Ketiga, Komunisme Dianggap Membunuh Hak Asasi Manusia. PKI dicap buruk akibat keterlibatannya dalam konflik sejak 1926, 1948, hingga tahun  1965. Beberapa tokoh PKI memang melakukan serangkaian tindakan kejam  yang menghilangkan banyak nyawa anak anak bangsa seperti pembunuhan Gubernur Jawa Timur Ario Soerjo pada Peristiwa Madiun 1948 hingga pembunuhan para Jenderal pahlawan revolusi pada tahun 1965.

Belum lagi pengkhianatan yang dilakukan oleh PKI ketika arek-arek Suroboyo berebut merobek bendera merah putih biru di Hotel Yamato, lalu bertarung menghadapi sekutu pada 10 November di Surabaya, membredeli tentara Jepang, tapi PKI justru merusak tatanan bangsa di mana-mana.

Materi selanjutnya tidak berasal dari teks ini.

//! Document assembly: whole-document compilation and title extraction.

use log::{debug, trace};

use crate::block::classify;
use crate::compile::compile_block;
use crate::error::{MarkdownError, Result};
use crate::html::{HtmlNode, ParentNode};
use crate::lexer::{normalize_line_endings, Segmenter};
use crate::span::check_source_len;

/// Prefix of a level-1 heading block.
const TITLE_PREFIX: &str = "# ";

/// Compile a Markdown document into a `div` holding one subtree per block.
///
/// ```rust
/// use mdsite_core::compile_document;
///
/// let node = compile_document("# Hello\n\nSome **bold** text").unwrap();
/// assert_eq!(
///     node.to_html().unwrap(),
///     "<div><h1>Hello</h1><p>Some <b>bold</b> text</p></div>"
/// );
/// ```
pub fn compile_document(markdown: &str) -> Result<HtmlNode> {
    check_source_len(markdown.len())?;
    let source = normalize_line_endings(markdown);

    let mut children = Vec::new();
    for block in Segmenter::new(&source) {
        let block_type = classify(block.text);
        trace!("block at bytes {} classified as {}", block.span, block_type);
        children.push(compile_block(&block, block_type)?);
    }

    debug!(
        "compiled {} blocks from {} bytes of markdown",
        children.len(),
        markdown.len()
    );
    Ok(ParentNode::new("div", children).into())
}

/// Compile and serialize a Markdown document in one step.
pub fn markdown_to_html(markdown: &str) -> Result<String> {
    compile_document(markdown)?.to_html()
}

/// Text of the first level-1 heading (`# Title`), trimmed.
///
/// Only the heading's first line is used. Deeper headings are never titles.
pub fn extract_title(markdown: &str) -> Result<String> {
    check_source_len(markdown.len())?;
    let source = normalize_line_endings(markdown);

    Segmenter::new(&source)
        .find_map(|block| block.text.strip_prefix(TITLE_PREFIX))
        .map(|rest| rest.lines().next().unwrap_or_default().trim().to_string())
        .ok_or(MarkdownError::NoTitle)
}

Ke empat, Komunisme Dianggap Bergerak Secara Radikal. Radikalisme dalam ajaran komunis ditunjukkan dengan memaksakan satu paham atau aliran kepada semua orang yang dijumpainya. Ketika ada orang atau kelompok yang memiliki pandangan yang berbeda, maka bisa dianggap sebagai lawannya. Pada hal  Indonesia juga melarang dan membendung munculnya gerakan-gerakan radikal dalam bentuk apapun yang dianggap akan merusak persatuan dan kesatuan Republik Indonesia.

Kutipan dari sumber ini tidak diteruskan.